US President Donald Trump’s summit with Kim Jong-un in Singapore on 12 June is back on, the US president says, a week after it was scrapped, reports BBC.
Mr Trump made the announcement after talks with a senior North Korean envoy at the White House.
The envoy, General Kim Yong-chol, hand-delivered a letter from the North Korean leader to President Trump.
Mr Trump at first said the letter was "very interesting" but later said he had not yet opened it.
He also said the issue of formally ending the Korean War would be on the table in Singapore.
The 1950-53 conflict only ended with a truce, not a final peace treaty.
"We'll be meeting on June 12th in Singapore. It went very well," President Trump told reporters on the White House lawn.
"We've got to know their people very well," he added.

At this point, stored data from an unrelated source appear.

// ABOUTME: TCP listener that accepts ESME connections and spawns one session task per socket
// ABOUTME: Tracks live sessions by remote address; stopping closes the listener and lets sessions drain

use crate::connection::Connection;
use crate::event::EventSender;
use crate::server::session::{self, Session, SessionState};
use crate::server::{Authenticator, ServerConfig, SessionContext};
use std::collections::HashMap;
use std::io;
use std::net::{Ipv4Addr, SocketAddr};
use std::sync::{Arc, Mutex, PoisonError};
use tokio::net::TcpListener;
use tokio::sync::oneshot;
use tokio::task::JoinHandle;
use tracing::{debug, error, info};

/// Snapshot of one live session.
#[derive(Debug, Clone, PartialEq, Eq)]
pub struct SessionInfo {
    pub peer: SocketAddr,
    pub state: SessionState,
    pub system_id: Option<String>,
    pub carrier: Option<String>,
}

impl From<&Session> for SessionInfo {
    fn from(session: &Session) -> Self {
        Self {
            peer: session.peer(),
            state: session.state(),
            system_id: session.system_id().map(str::to_owned),
            carrier: session.carrier().map(str::to_owned),
        }
    }
}

/// Live-session table keyed by remote address and port.
#[derive(Debug, Default)]
pub struct SessionRegistry {
    sessions: Mutex<HashMap<SocketAddr, SessionInfo>>,
}

impl SessionRegistry {
    fn sessions(&self) -> std::sync::MutexGuard<'_, HashMap<SocketAddr, SessionInfo>> {
        self.sessions.lock().unwrap_or_else(PoisonError::into_inner)
    }

    pub fn insert(&self, info: SessionInfo) {
        self.sessions().insert(info.peer, info);
    }

    /// Refreshes the entry of `session`. Sessions already removed stay removed.
    pub fn update(&self, session: &Session) {
        if let Some(entry) = self.sessions().get_mut(&session.peer()) {
            *entry = SessionInfo::from(session);
        }
    }

    pub fn remove(&self, peer: &SocketAddr) -> Option<SessionInfo> {
        self.sessions().remove(peer)
    }

    pub fn get(&self, peer: &SocketAddr) -> Option<SessionInfo> {
        self.sessions().get(peer).cloned()
    }

    pub fn contains(&self, peer: &SocketAddr) -> bool {
        self.sessions().contains_key(peer)
    }

    pub fn len(&self) -> usize {
        self.sessions().len()
    }

    pub fn is_empty(&self) -> bool {
        self.sessions().is_empty()
    }

    pub fn snapshot(&self) -> Vec<SessionInfo> {
        self.sessions().values().cloned().collect()
    }
}

// Removes the entry when the session task ends, including by panic.
struct Registration {
    registry: Arc<SessionRegistry>,
    peer: SocketAddr,
}

impl Drop for Registration {
    fn drop(&mut self) {
        self.registry.remove(&self.peer);
    }
}

struct Running {
    local_addr: SocketAddr,
    stop: oneshot::Sender<()>,
    task: JoinHandle<()>,
}

/// Inbound SMPP server.
///
/// ```rust,no_run
/// use smpp_gateway::event::EventSender;
/// use smpp_gateway::server::{Authenticator, Server, ServerConfig};
/// use std::sync::Arc;
///
/// struct Static;
///
/// impl Authenticator for Static {
///     fn authenticate(&self, system_id: &str, password: &str) -> Option<String> {
///         (system_id == "mtn_smpp_user" && password == "secret").then(|| "mtn".to_string())
///     }
/// }
///
/// # async fn example() -> std::io::Result<()> {
/// let (events, mut rx) = EventSender::channel(1024);
/// let server = Server::new(ServerConfig::default(), Arc::new(Static), events);
/// let addr = server.start(2775).await?;
/// println!("listening on {addr}");
///
/// while let Some(event) = rx.recv().await {
///     println!("{event:?}");
/// }
/// server.stop().await;
/// # Ok(())
/// # }
/// ```
pub struct Server {
    ctx: Arc<SessionContext>,
    sessions: Arc<SessionRegistry>,
    running: Mutex<Option<Running>>,
}

impl Server {
    pub fn new(
        config: ServerConfig,
        authenticator: Arc<dyn Authenticator>,
        events: EventSender,
    ) -> Self {
        Self {
            ctx: SessionContext::new(config, authenticator, events),
            sessions: Arc::new(SessionRegistry::default()),
            running: Mutex::new(None),
        }
    }

    /// Listens on every interface at `port`. Port 0 picks a free one.
    pub async fn start(&self, port: u16) -> io::Result<SocketAddr> {
        self.start_on(SocketAddr::from((Ipv4Addr::UNSPECIFIED, port)))
            .await
    }

    /// Binds `addr` and starts accepting. Returns the bound address.
    pub async fn start_on(&self, addr: SocketAddr) -> io::Result<SocketAddr> {
        if self.running().is_some() {
            return Err(io::Error::new(
                io::ErrorKind::AlreadyExists,
                "server already started",
            ));
        }

        let listener = TcpListener::bind(addr).await?;
        let local_addr = listener.local_addr()?;
        let (stop, stopped) = oneshot::channel();
        let task = tokio::spawn(accept_loop(
            listener,
            Arc::clone(&self.ctx),
            Arc::clone(&self.sessions),
            stopped,
        ));

        let mut running = self.running();
        if running.is_some() {
            task.abort();
            return Err(io::Error::new(
                io::ErrorKind::AlreadyExists,
                "server already started",
            ));
        }
        *running = Some(Running {
            local_addr,
            stop,
            task,
        });
        info!(address = %local_addr, "listener started");
        Ok(local_addr)
    }

    /// Closes the listening socket. Sessions already accepted keep running
    /// until their peers unbind or disconnect.
    pub async fn stop(&self) {
        let Some(running) = self.running().take() else {
            return;
        };
        // The accept loop may already have ended on its own.
        let _ = running.stop.send(());
        if let Err(e) = running.task.await {
            if !e.is_cancelled() {
                error!(error = %e, "accept loop failed");
            }
        }
        info!(
            address = %running.local_addr,
            sessions = self.sessions.len(),
            "listener stopped"
        );
    }

    /// Address being listened on, while started.
    pub fn local_addr(&self) -> Option<SocketAddr> {
        self.running().as_ref().map(|running| running.local_addr)
    }

    pub fn sessions(&self) -> &Arc<SessionRegistry> {
        &self.sessions
    }

    fn running(&self) -> std::sync::MutexGuard<'_, Option<Running>> {
        self.running.lock().unwrap_or_else(PoisonError::into_inner)
    }
}

impl Drop for Server {
    fn drop(&mut self) {
        if let Some(running) = self.running().take() {
            running.task.abort();
        }
    }
}

async fn accept_loop(
    listener: TcpListener,
    ctx: Arc<SessionContext>,
    sessions: Arc<SessionRegistry>,
    mut stopped: oneshot::Receiver<()>,
) {
    loop {
        tokio::select! {
            biased;

            _ = &mut stopped => break,

            accepted = listener.accept() => {
                let (socket, peer) = match accepted {
                    Ok(accepted) => accepted,
                    Err(e) => {
                        error!(error = %e, "accept error");
                        continue;
                    }
                };
                if let Err(e) = socket.set_nodelay(true) {
                    debug!(peer = %peer, error = %e, "failed to set TCP_NODELAY");
                }
                debug!(peer = %peer, "accepted connection");

                let session = Session::new(peer, Arc::clone(&ctx));
                sessions.insert(SessionInfo::from(&session));
                let registration = Registration {
                    registry: Arc::clone(&sessions),
                    peer,
                };
                tokio::spawn(async move {
                    session::run(session, Connection::new(socket), &registration.registry).await;
                    drop(registration);
                });
            }
        }
    }
    // Dropping the listener here closes the socket.
}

Mr Trump cautioned that the summit might not achieve a final deal on the North's controversial nuclear programme.
"I never said it goes in one meeting. I think it's going to be a process, but the relationships are building and that's very positive," he said.
The historic meeting between Mr Trump and Kim Jong-un would be the first between sitting US and North Korean leaders.
President Trump has offered to help rebuild the North's economy if it scraps its nuclear weapons. Kim Jong-un says he is committed to "denuclearisation" in some form but his precise demands are unclear.